When that step works, the customer asks what you recommend. They start the solution conversation because they already understand why it matters.

When it gets skipped — when a tech moves straight from diagnosis to recommendation — the customer has no internal reason to say yes. The solution sounds like an upsell because the problem never felt real first. And when customers don't feel the problem, they negotiate on price because that's the only thing left to push on.

This is a communication sequence problem, not a technical one. Techs know what's wrong with the equipment. The gap is understanding that the customer's "why" has to come before the contractor's "what."

3. The tech is handling objections at the close instead of before it.

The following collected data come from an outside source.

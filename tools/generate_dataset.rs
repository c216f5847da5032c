//! Synthetic Dataset Generator
//!
//! Writes a labeled `URL,label` CSV for exercising the verification pipeline
//! without the full production dataset.

use rand::rngs::StdRng;
use rand::{Rng, SeedableRng};
use tracing::info;

const WORDS: [&str; 10] = [
    "news", "shop", "garden", "travel", "music", "photo", "recipes", "sports", "books", "weather",
];
const TLDS: [&str; 5] = ["com", "org", "net", "io", "de"];
const BAIT: [&str; 6] = ["secure", "login", "verify", "account", "update", "bank"];
const ABUSED_TLDS: [&str; 4] = ["tk", "xyz", "gq", "ml"];

/// URL generator for testing
struct UrlGenerator {
    rng: StdRng,
}

impl UrlGenerator {
    fn new(seed: Option<u64>) -> Self {
        Self {
            rng: seed.map_or_else(StdRng::from_entropy, StdRng::seed_from_u64),
        }
    }

    /// Generate a plausible legitimate URL
    fn generate_legitimate(&mut self) -> String {
        let scheme = if self.rng.gen_bool(0.8) { "https" } else { "http" };
        let site = self.random_choice(&WORDS);
        let tld = self.random_choice(&TLDS);
        let page = self.random_choice(&WORDS);
        format!("{scheme}://www.{site}.{tld}/{page}/{}", self.rng.gen_range(1..500))
    }

    /// Generate a phishing-style URL
    fn generate_suspicious(&mut self) -> String {
        let bait = self.random_choice(&BAIT);
        let site = self.random_choice(&WORDS);
        match self.rng.gen_range(0..5) {
            0 => format!(
                "http://{}.{}.{}.{}/{bait}",
                self.rng.gen_range(1..255),
                self.rng.gen_range(0..255),
                self.rng.gen_range(0..255),
                self.rng.gen_range(1..255)
            ),
            1 => format!("http://{site}.com@{bait}-{site}.net/"),
            2 => format!("http://{bait}-{site}.{}/account", self.random_choice(&ABUSED_TLDS)),
            3 => format!(
                "http://{site}.com/{bait}/{}",
                "x".repeat(self.rng.gen_range(60..120))
            ),
            // Looks clean to the heuristics
            _ => format!("https://{site}-support.com/{bait}"),
        }
    }

    fn random_choice<'a>(&mut self, choices: &[&'a str]) -> &'a str {
        choices[self.rng.gen_range(0..choices.len())]
    }
}

/// Phishing share from the command line, clamped to [0, 1] (default 0.3)
fn parse_rate(arg: Option<&str>) -> f64 {
    arg.and_then(|s| s.parse::<f64>().ok())
        .unwrap_or(0.3)
        .clamp(0.0, 1.0)
}

fn main() -> anyhow::Result<()> {
    // Initialize logging
    tracing_subscriber::fmt()
        .with_env_filter(
            tracing_subscriber::EnvFilter::from_default_env()
                .add_directive("generate_dataset=info".parse()?),
        )
        .init();

    // Parse arguments
    let args: Vec<String> = std::env::args().collect();
    let output = args.get(1).map(|s| s.as_str()).unwrap_or("synthetic_urls.csv");
    let count: u64 = args.get(2).and_then(|s| s.parse().ok()).unwrap_or(1000);
    let phish_rate = parse_rate(args.get(3).map(|s| s.as_str()));
    let seed: Option<u64> = args.get(4).and_then(|s| s.parse().ok());

    info!(output = %output, count, phish_rate, seed = ?seed, "Configuration loaded");

    let mut generator = UrlGenerator::new(seed);
    let mut writer = csv::Writer::from_path(output)?;
    writer.write_record(["URL", "label"])?;

    let mut phishing = 0u64;
    for i in 0..count {
        let (url, label) = if generator.rng.gen_bool(phish_rate) {
            phishing += 1;
            (generator.generate_suspicious(), "1")
        } else {
            (generator.generate_legitimate(), "0")
        };
        writer.write_record([url.as_str(), label])?;

        if (i + 1) % 100_000 == 0 {
            info!("Generated {}/{} URLs", i + 1, count);
        }
    }
    writer.flush()?;

    info!(
        "Completed! Wrote {} URLs ({} legitimate, {} phishing) to {}",
        count,
        count - phishing,
        phishing,
        output
    );

    Ok(())
}

#[cfg(test)]
mod tests {
    use super::*;

    #[test]
    fn test_parse_rate() {
        assert_eq!(parse_rate(None), 0.3);
        assert_eq!(parse_rate(Some("0.5")), 0.5);
        assert_eq!(parse_rate(Some("7")), 1.0);
        assert_eq!(parse_rate(Some("-1")), 0.0);
        assert_eq!(parse_rate(Some("lots")), 0.3);
    }

    #[test]
    fn test_seeded_generation_is_reproducible() {
        let mut a = UrlGenerator::new(Some(7));
        let mut b = UrlGenerator::new(Some(7));
        for _ in 0..20 {
            assert_eq!(a.generate_suspicious(), b.generate_suspicious());
            assert_eq!(a.generate_legitimate(), b.generate_legitimate());
        }
    }
}
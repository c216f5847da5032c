//! Heuristic feature extraction for batch URL verification.
//!
//! Six binary indicators are computed from a single URL with plain string and
//! host predicates. No indicator looks at any other record, so every record
//! can be scored independently and re-scoring is deterministic.

use crate::config::HeuristicsConfig;
use crate::error::ExtractionFailed;
use crate::types::outcome::VerificationStatus;
use crate::types::record::{Label, UrlRecord};
use tracing::debug;
use url::Host;

/// The six heuristic indicators for one URL.
#[derive(Debug, Clone, Copy, Default, PartialEq, Eq)]
pub struct HeuristicFeatures {
    /// A dot-separated segment of the host is purely numeric
    pub has_ip: bool,
    /// URL is longer than the configured threshold
    pub long_url: bool,
    /// Scheme is `https`
    pub uses_https: bool,
    /// URL contains a literal `@`
    pub has_at_symbol: bool,
    /// Host contains a suspicious keyword
    pub suspicious_words: bool,
    /// Host ends in an abused top-level domain
    pub suspicious_tld: bool,
}

impl HeuristicFeatures {
    /// Binary verdict: phishing when any suspicion indicator fires.
    ///
    /// `uses_https` is informational and never flags a URL on its own.
    pub fn verdict(&self) -> Label {
        Label::from_flag(
            self.has_ip
                || self.long_url
                || self.has_at_symbol
                || self.suspicious_words
                || self.suspicious_tld,
        )
    }

    /// Indicator values in output column order.
    pub fn to_vector(&self) -> [u8; 6] {
        [
            self.has_ip as u8,
            self.long_url as u8,
            self.uses_https as u8,
            self.has_at_symbol as u8,
            self.suspicious_words as u8,
            self.suspicious_tld as u8,
        ]
    }
}

/// Scored record: indicators, verdict and comparison against the label.
#[derive(Debug, Clone, Copy, PartialEq, Eq)]
pub struct Evaluation {
    pub features: HeuristicFeatures,
    pub verdict: Label,
    pub status: VerificationStatus,
}

/// Heuristic extractor configured with thresholds and keyword lists.
pub struct HeuristicExtractor {
    long_url_threshold: usize,
    suspicious_keywords: Vec<String>,
    suspicious_tlds: Vec<String>,
}

impl HeuristicExtractor {
    /// Create an extractor with the default parameters.
    pub fn new() -> Self {
        Self::from_config(&HeuristicsConfig::default())
    }

    /// Create an extractor from configuration. Keywords and TLDs are matched
    /// against the lowercased host, so they are lowercased here.
    pub fn from_config(config: &HeuristicsConfig) -> Self {
        Self {
            long_url_threshold: config.long_url_threshold,
            suspicious_keywords: config
                .suspicious_keywords
                .iter()
                .map(|k| k.to_lowercase())
                .collect(),
            suspicious_tlds: config
                .suspicious_tlds
                .iter()
                .map(|t| t.trim_start_matches('.').to_lowercase())
                .collect(),
        }
    }

    /// Extract the six indicators from a URL.
    pub fn extract(&self, url: &str) -> Result<HeuristicFeatures, ExtractionFailed> {
        if url.is_empty() {
            return Err(ExtractionFailed::new("empty url"));
        }

        let (scheme, host) = network_location(url)?;
        let tld = host.rsplit('.').next().unwrap_or("");

        Ok(HeuristicFeatures {
            has_ip: host
                .split('.')
                .any(|seg| !seg.is_empty() && seg.chars().all(|c| c.is_ascii_digit())),
            long_url: url.chars().count() > self.long_url_threshold,
            uses_https: scheme == "https",
            has_at_symbol: url.contains('@'),
            suspicious_words: self
                .suspicious_keywords
                .iter()
                .any(|word| host.contains(word.as_str())),
            suspicious_tld: self.suspicious_tlds.iter().any(|t| t == tld),
        })
    }

    /// Score a record and compare the verdict with its label.
    ///
    /// Extraction failures degrade to all-zero indicators, a legitimate
    /// verdict and the `ExtractionError` status.
    pub fn evaluate(&self, record: &UrlRecord) -> Evaluation {
        let extracted = match record.url.as_deref() {
            Some(url) => self.extract(url),
            None => Err(ExtractionFailed::new("missing url")),
        };

        match extracted {
            Ok(features) => {
                let verdict = features.verdict();
                Evaluation {
                    features,
                    verdict,
                    status: VerificationStatus::compare(verdict, record.label),
                }
            }
            Err(e) => {
                debug!(line = record.line, url = %record.url_text(), error = %e, "Extraction failed");
                Evaluation {
                    features: HeuristicFeatures::default(),
                    verdict: Label::Legitimate,
                    status: VerificationStatus::ExtractionError,
                }
            }
        }
    }

    /// Get the number of indicators produced.
    pub fn feature_count(&self) -> usize {
        6
    }

    /// Get indicator names in output column order.
    pub fn feature_names(&self) -> Vec<&'static str> {
        vec![
            "has_ip",
            "long_url",
            "uses_https",
            "has_at_symbol",
            "suspicious_words",
            "suspicious_tld",
        ]
    }
}

impl Default for HeuristicExtractor {
    fn default() -> Self {
        Self::new()
    }
}

/// Split a URL into its lowercased scheme and raw network location.
///
/// The network location is the text between `scheme://` and the first `/`,
/// `?` or `#`, lowercased and otherwise untouched: userinfo, ports and
/// percent-escapes are kept as written. A URL without a scheme, or whose
/// scheme is not followed by `//`, has an empty network location.
fn network_location(url: &str) -> Result<(String, String), ExtractionFailed> {
    let (scheme, rest) = match url.split_once(':') {
        Some((scheme, rest)) if is_scheme(scheme) => (scheme.to_ascii_lowercase(), rest),
        _ => (String::new(), url),
    };

    let netloc = match rest.strip_prefix("//") {
        Some(authority) => {
            let end = authority.find(['/', '?', '#']).unwrap_or(authority.len());
            authority[..end].to_lowercase()
        }
        None => String::new(),
    };

    check_brackets(&netloc)?;
    Ok((scheme, netloc))
}

fn is_scheme(candidate: &str) -> bool {
    let mut chars = candidate.chars();
    matches!(chars.next(), Some(c) if c.is_ascii_alphabetic())
        && chars.all(|c| c.is_ascii_alphanumeric() || matches!(c, '+' | '-' | '.'))
}

/// An address literal must be closed and hold a valid IPv6 address.
fn check_brackets(netloc: &str) -> Result<(), ExtractionFailed> {
    match (netloc.find('['), netloc.find(']')) {
        (None, None) => Ok(()),
        (Some(open), Some(close)) if open < close => {
            Host::parse(&netloc[open..=close])
                .map(|_| ())
                .map_err(|e| ExtractionFailed::new(format!("invalid address literal: {e}")))
        }
        _ => Err(ExtractionFailed::new("unbalanced brackets in host")),
    }
}

#[cfg(test)]
mod tests {
    use super::*;

    fn url_of_len(len: usize) -> String {
        let base = "http://example.com/";
        format!("{}{}", base, "a".repeat(len - base.len()))
    }

    #[test]
    fn test_suspicious_host_scenario() {
        let extractor = HeuristicExtractor::new();
        let record = UrlRecord::new("http://secure-login.tk/account", Label::Phishing);

        let eval = extractor.evaluate(&record);

        assert_eq!(eval.features.to_vector(), [0, 0, 0, 0, 1, 1]);
        assert_eq!(eval.verdict, Label::Phishing);
        assert_eq!(eval.status, VerificationStatus::Match);
    }

    #[test]
    fn test_clean_https_is_false_negative() {
        let extractor = HeuristicExtractor::new();
        let record = UrlRecord::new("https://example.com", Label::Phishing);

        let eval = extractor.evaluate(&record);

        assert!(!eval.features.has_ip);
        assert!(!eval.features.long_url);
        assert!(!eval.features.has_at_symbol);
        assert!(!eval.features.suspicious_words);
        assert!(!eval.features.suspicious_tld);
        assert_eq!(eval.verdict, Label::Legitimate);
        assert_eq!(eval.status, VerificationStatus::FalseNegative);
    }

    #[test]
    fn test_userinfo_address_is_false_positive() {
        let extractor = HeuristicExtractor::new();
        let record = UrlRecord::new("http://192.0.2.1@example.com", Label::Legitimate);

        let eval = extractor.evaluate(&record);

        assert!(eval.features.has_ip);
        assert!(eval.features.has_at_symbol);
        assert_eq!(eval.verdict, Label::Phishing);
        assert_eq!(eval.status, VerificationStatus::FalsePositive);
    }

    #[test]
    fn test_address_literal_host() {
        let extractor = HeuristicExtractor::new();
        assert!(extractor.extract("http://192.168.0.1/").unwrap().has_ip);
        assert!(!extractor.extract("http://example.com/").unwrap().has_ip);
    }

    #[test]
    fn test_length_boundary() {
        let extractor = HeuristicExtractor::new();
        assert!(!extractor.extract(&url_of_len(75)).unwrap().long_url);
        assert!(extractor.extract(&url_of_len(76)).unwrap().long_url);
    }

    #[test]
    fn test_malformed_url_is_extraction_error() {
        let extractor = HeuristicExtractor::new();
        for url in ["http://[invalid", "http://a]b/", "http://[not-an-address]/", ""] {
            let eval = extractor.evaluate(&UrlRecord::new(url, Label::Phishing));
            assert_eq!(eval.features, HeuristicFeatures::default(), "{url}");
            assert_eq!(eval.verdict, Label::Legitimate);
            assert_eq!(eval.status, VerificationStatus::ExtractionError);
        }
    }

    #[test]
    fn test_port_is_kept_in_host() {
        let extractor = HeuristicExtractor::new();
        let features = extractor.extract("https://login.tk:443/").unwrap();

        assert!(features.uses_https);
        assert!(features.suspicious_words);
        assert!(!features.suspicious_tld);
        assert!(extractor.extract("http://[::1]:8080/").is_ok());
    }

    #[test]
    fn test_host_is_not_decoded_or_normalized() {
        let extractor = HeuristicExtractor::new();

        assert!(!extractor.extract("http://log%69n.com/").unwrap().suspicious_words);
        assert!(!extractor.extract("http://0x7f000001/").unwrap().has_ip);

        let spaced = extractor.extract("http://secure login.com/").unwrap();
        assert!(spaced.suspicious_words);
        assert_eq!(spaced.verdict(), Label::Phishing);
    }

    #[test]
    fn test_loose_authorities_are_scored() {
        let extractor = HeuristicExtractor::new();

        let userinfo_only = extractor.evaluate(&UrlRecord::new("http://user@", Label::Legitimate));
        assert!(userinfo_only.features.has_at_symbol);
        assert_eq!(userinfo_only.verdict, Label::Phishing);
        assert_eq!(userinfo_only.status, VerificationStatus::FalsePositive);

        let bare = extractor.evaluate(&UrlRecord::new("http://", Label::Legitimate));
        assert_eq!(bare.status, VerificationStatus::Match);
    }

    #[test]
    fn test_missing_url_cell_is_extraction_error() {
        let extractor = HeuristicExtractor::new();
        let record = UrlRecord {
            line: 3,
            url: None,
            label: Label::Legitimate,
        };
        assert_eq!(extractor.evaluate(&record).status, VerificationStatus::ExtractionError);
    }

    #[test]
    fn test_schemeless_url_has_no_host_indicators() {
        let extractor = HeuristicExtractor::new();
        let features = extractor.extract("secure-login.tk/account@home").unwrap();

        assert!(!features.suspicious_words);
        assert!(!features.suspicious_tld);
        assert!(features.has_at_symbol);
    }

    #[test]
    fn test_host_is_lowercased() {
        let extractor = HeuristicExtractor::new();
        let features = extractor.extract("HTTP://Verify-Account.XYZ/").unwrap();
        assert!(features.suspicious_words);
        assert!(features.suspicious_tld);
    }

    #[test]
    fn test_custom_lists() {
        let config = HeuristicsConfig {
            long_url_threshold: 10,
            suspicious_keywords: vec!["Bank".to_string()],
            suspicious_tlds: vec![".ZIP".to_string()],
        };
        let extractor = HeuristicExtractor::from_config(&config);
        let features = extractor.extract("http://mybank.zip").unwrap();

        assert!(features.long_url);
        assert!(features.suspicious_words);
        assert!(features.suspicious_tld);
    }

    #[test]
    fn test_feature_count() {
        let extractor = HeuristicExtractor::new();
        assert_eq!(extractor.feature_count(), 6);
        assert_eq!(extractor.feature_names().len(), 6);
    }
}
//! Labeled URL records read from the input dataset

use crate::error::PipelineError;
use std::fmt;

/// Binary class of a URL, used both for ground truth and for verdicts.
#[derive(Debug, Clone, Copy, PartialEq, Eq, Hash)]
pub enum Label {
    Legitimate,
    Phishing,
}

impl Label {
    pub fn from_flag(flag: bool) -> Self {
        if flag {
            Label::Phishing
        } else {
            Label::Legitimate
        }
    }

    pub fn as_u8(self) -> u8 {
        match self {
            Label::Legitimate => 0,
            Label::Phishing => 1,
        }
    }

    /// Coerce a raw label cell to 0/1.
    ///
    /// Accepts integer text and its float spelling (`"1"`, `" 0 "`, `"1.0"`).
    /// `line` is only used to build the error.
    pub fn parse_cell(value: &str, line: u64) -> Result<Self, PipelineError> {
        let trimmed = value.trim();
        let numeric = trimmed
            .parse::<i64>()
            .ok()
            .or_else(|| match trimmed.parse::<f64>() {
                Ok(f) if f.fract() == 0.0 => Some(f as i64),
                _ => None,
            });

        match numeric {
            Some(0) => Ok(Label::Legitimate),
            Some(1) => Ok(Label::Phishing),
            _ => Err(PipelineError::InvalidLabel {
                line,
                value: value.to_string(),
            }),
        }
    }
}

impl fmt::Display for Label {
    fn fmt(&self, f: &mut fmt::Formatter<'_>) -> fmt::Result {
        write!(f, "{}", self.as_u8())
    }
}

/// One input row: a URL and its ground-truth label.
#[derive(Debug, Clone, PartialEq, Eq)]
pub struct UrlRecord {
    /// 1-based data line (header excluded)
    pub line: u64,
    /// Raw URL text; `None` when the cell was empty or missing
    pub url: Option<String>,
    pub label: Label,
}

impl UrlRecord {
    pub fn new(url: impl Into<String>, label: Label) -> Self {
        Self {
            line: 0,
            url: Some(url.into()),
            label,
        }
    }

    pub fn with_line(mut self, line: u64) -> Self {
        self.line = line;
        self
    }

    /// URL text as written to the output (empty for a missing cell).
    pub fn url_text(&self) -> &str {
        self.url.as_deref().unwrap_or("")
    }
}

#[cfg(test)]
mod tests {
    use super::*;

    #[test]
    fn test_label_coercion() {
        assert_eq!(Label::parse_cell("1", 1).unwrap(), Label::Phishing);
        assert_eq!(Label::parse_cell(" 0 ", 1).unwrap(), Label::Legitimate);
        assert_eq!(Label::parse_cell("1.0", 1).unwrap(), Label::Phishing);
    }

    #[test]
    fn test_label_rejects_non_binary() {
        for bad in ["2", "", "bad", "0.5", "-1"] {
            match Label::parse_cell(bad, 7) {
                Err(PipelineError::InvalidLabel { line, value }) => {
                    assert_eq!(line, 7);
                    assert_eq!(value, bad);
                }
                other => panic!("expected InvalidLabel for {bad:?}, got {other:?}"),
            }
        }
    }
}
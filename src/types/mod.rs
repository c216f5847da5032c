//! Type definitions for the phishing verification pipeline

pub mod outcome;
pub mod record;

pub use outcome::{OutputRow, VerificationStatus, OUTPUT_COLUMNS};
pub use record::{Label, UrlRecord};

Objections don't appear at the end of a call. They've been sitting there the entire time, waiting for a price to attach to.

The difference between a tech who discounts and one who doesn't usually comes down to whether they surfaced those objections early enough to address them — or waited until the close, when the only lever left is price.

One reframe that works: "Which option would you choose if price wasn't a factor?" Ask it early. What it tells you is whether the hesitation is actually about money, or whether it's about something else — trust, timing, uncertainty about whether the recommendation is right for them. When you know what the objection really is, you can address it. When you only know they said no, you drop the price.

Role-playing six common objections until the responses are automatic isn't extra credit. It's the whole game.

The structural fix most operators don't try

There's a process change that removes the discount reflex at the root. Take pricing out of the technician's hands.

When a tech handles both the diagnosis and the close, they're carrying two roles that work against each other. The diagnostic role is about trust — being the neutral expert who tells the customer what's actually going on. The sales role introduces an incentive that customers can feel even when nobody says it out loud. The tech becomes, in the customer's mind, someone with a stake in the recommendation. That's where price resistance starts.

Split the two. Tech handles the relationship and the diagnosis. A separate sales person handles pricing — usually by phone. The tech stays in the trusted advisor role. The price conversation happens with someone who isn't standing in the customer's living room.

And here's the side benefit nobody talks about: the tech can't quietly downgrade the recommendation anymore, because they're no longer the one presenting options. The pre-judging problem gets solved structurally, not through willpower.

In practice, one operator's call-by-call system eliminated the good cop/bad cop dynamic entirely. The tech didn't have to be the one delivering a number the customer might resist. That tension was gone. And the jobs that used to get undersold or talked down — those started closing at full value.

When the pattern keeps coming back

If discounting is persistent even after the training focus, it usually points to one of two things.

First: the training isn't being reinforced consistently. Reviewing calls — not just completed jobs, but actual conversations — is how you find where things go sideways. Morning sessions that work through what the tech said, how the customer responded, where the close fell apart. Role-playing until the objection responses are automatic, not something the tech improvises under pressure in someone's living room.

Second: the wrong person is in the role. A tech who came up in a "fix and go" culture — who genuinely believes offering replacement options is pushing customers toward things they don't need — will underrecommend regardless of the script. That's a hiring problem, and it almost always surfaces in the interview if you present the right scenarios.

"Are you open to being coached to a different way?" is a better filter than most operators realize. The answer tells you more than the resume.

 

 

Discounting will always be an option. The goal isn't to ban it - it's to make it unnecessary so often that it becomes the exception. That shift doesn't happen at the price book. It happens in training, in call structure, and in how clearly a technician understands that their job is to communicate value, not pre-decide what the customer will spend.